Remdesivir for COVID-19 patients is ‘favourable’ says first systematic benefit-risk study
We have just published the first ever systematic benefit-risk analysis of antiviral drug remdesivir for COVID-19 patients. The analysis found a ‘favourable’ profile overall, though there is currently limited safety data available.
The study was published on 28th May in the journal, Drug Safety, and recorded all possible benefits and risks for COVID-19 patients receiving remdesivir obtained by evaluating public data from peer reviewed journals and some pre-publication clinical trial data.
We found benefits of remdesivir including quicker recovery time, with one study showing median recovery time for remdesivir patients of 11 days compared with 15 days for those on a placebo. The analysis also found slight – though not statistically significant – reductions in mortality: 8% of remdesivir patients compared with 11.6% in patients given a placebo. Further benefits included reductions in the need for invasive and non-invasive ventilation and the need for supportive oxygen.
Due to the limited amount of clinical trial safety data, it is unclear whether reports of serious adverse events were caused by COVID-19, or the remdesivir treatment. Events included cardiovascular problems, such as cardiac arrest, hypotension and arrhythmias, as well as multiple organ dysfunction, septic shock, acute kidney injury, respiratory failure, liver enzyme issues and gastrointestinal events, including diarrhoea.
The conclusion of the benefit-risk assessment is that overall, the benefit-risk profile of remdesivir for COVID-19 patients was ‘favourable’ but that the study would need to be updated as more safety data became available.
Professor Saad Shakir, Director of the DSRU, says: “There is increasing interest in the use of medicines including remdesivir to treat patients with COVID-19 so it’s critical we understand the benefits as well as the risks of this re-purposed drug. Overall our study shows a favourable benefit-risk profile with the clinically significant benefit in reducing recovery time. But the paucity of safety data means we will need to keep reviewing and updating our benefit-risk analysis. To that end, we have designed a framework for our study that means we’ll be able to update it quickly as new data becomes available. Understanding the benefit-risk balance is key to understanding the benefits of drugs in general and drugs against COVID-19 in particular.”

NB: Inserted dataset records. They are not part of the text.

//! One-shot notices the engine hands to the presentation layer.

use crate::creatures::{Species, WildEncounter};
use crate::error::ActionError;
use crate::fortress::BuildReport;
use crate::raid::{RaidLogEntry, RaidOutcome};
use crate::timer::SessionReward;
use serde::Serialize;
use std::fmt;

/// Something the player should be told about. Each variant carries enough to
/// build its summary; the presentation layer decides how to show it.
#[derive(Debug, Clone, PartialEq, Eq, Serialize)]
#[serde(tag = "kind", rename_all = "snake_case")]
pub enum Notification {
    SessionComplete {
        reward: SessionReward,
    },
    Built {
        report: BuildReport,
    },
    Encounter {
        encounter: WildEncounter,
    },
    Tamed {
        species: Species,
        level: u8,
        power_gain: u32,
    },
    Raid(Box<RaidLogEntry>),
    Rejected {
        title: String,
        message: String,
        hint: String,
    },
}

impl Notification {
    pub fn rejected(err: &ActionError) -> Self {
        Notification::Rejected {
            title: err.title().to_string(),
            message: err.to_string(),
            hint: err.hint().to_string(),
        }
    }

    pub fn title(&self) -> String {
        match self {
            Notification::SessionComplete { .. } => "✅ Session Complete!".to_string(),
            Notification::Built { .. } => "🏗️ Built!".to_string(),
            Notification::Encounter { .. } => "🔍 Creature found".to_string(),
            Notification::Tamed { .. } => "🦖 Tamed!".to_string(),
            Notification::Raid(entry) => match entry.outcome {
                RaidOutcome::Victory => "🛡️ Raid Repelled!".to_string(),
                RaidOutcome::Breached => "💥 Breach!".to_string(),
            },
            Notification::Rejected { title, .. } => title.clone(),
        }
    }

    pub fn summary(&self) -> String {
        match self {
            Notification::SessionComplete { reward } => format!(
                "You earned {} and +{} Focus Token",
                reward.resources, reward.focus_tokens
            ),
            Notification::Built { report } => format!(
                "{} upgraded to Lv.{}. Power +{}",
                report.kind.title(),
                report.level,
                report.power_gain
            ),
            Notification::Encounter { encounter } => format!(
                "{} {} {} (Lv.{}, {}) appeared. Taming target {}",
                encounter.species.emoji(),
                encounter.species,
                encounter.id,
                encounter.level,
                encounter.species.temperament(),
                encounter.taming_target
            ),
            Notification::Tamed {
                species,
                level,
                power_gain,
            } => format!(
                "{} {} (Lv.{}) joined your fortress! Power +{}",
                species.emoji(),
                species,
                level,
                power_gain
            ),
            Notification::Raid(entry) => {
                let settlement = match entry.outcome {
                    RaidOutcome::Victory => format!("Loot: +{}", entry.loot),
                    RaidOutcome::Breached => format!("Losses: -{}", entry.losses),
                };
                let notes = entry.perks.notes();
                let perks = if notes.is_empty() {
                    "None".to_string()
                } else {
                    notes.join("; ")
                };
                format!(
                    "Enemy {} vs. Fortress {}. {}. Defender perks: {}",
                    entry.effective_enemy_power, entry.effective_own_power, settlement, perks
                )
            }
            Notification::Rejected { message, hint, .. } => format!("{}. {}", message, hint),
        }
    }
}

impl fmt::Display for Notification {
    fn fmt(&self, f: &mut fmt::Formatter<'_>) -> fmt::Result {
        write!(f, "{}: {}", self.title(), self.summary())
    }
}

Remdesivir was originally developed for the treatment of Ebola. Laboratory studies of cells and in animals have shown it is also active against coronaviruses SARS-CoV-2 (also known as COVID-19) and MERS-CoV. Several clinical trials on the effectiveness and safety of remdesivir for COVID-19 in people are ongoing and the US Food and Drug Administration (FDA) has now granted an Emergency Use Authorisation for remdesivir for COVID-19 patients. The European Medicines Agency has approved remdesivir for compassionate use in some patients with severe COVID-19 infection.
However, until this point there has not been a systematic benefit-risk assessment of the use of remdesivir for COVID-19 patients using a structured descriptive framework. We used the Benefit-Risk Action Team (BRAT) framework, which follows the structured format of a qualitative framework but allows flexibility in choice of quantitative assessment for the study. This analysis will be updated periodically as further information becomes known regarding the benefits and harms of remdesivir in the treatment of COVID-19. The adaptable framework can be used to conduct rapid, structured evaluations of products (medicines and vaccines) and technologies proposed to treat COVID-19.
The pre-publication version of this benefit-risk analysis was provided to the MHRA (the UK medicines regulator) before regulatory approval was issued this week for use of remdesivir for certain severely infected patients.
The DSRU has also completed the first systematic benefit-risk evaluation for chloroquine/hydroxychloroquine and ritonavir/ lopinavir in COVID-19, which have been submitted for publication.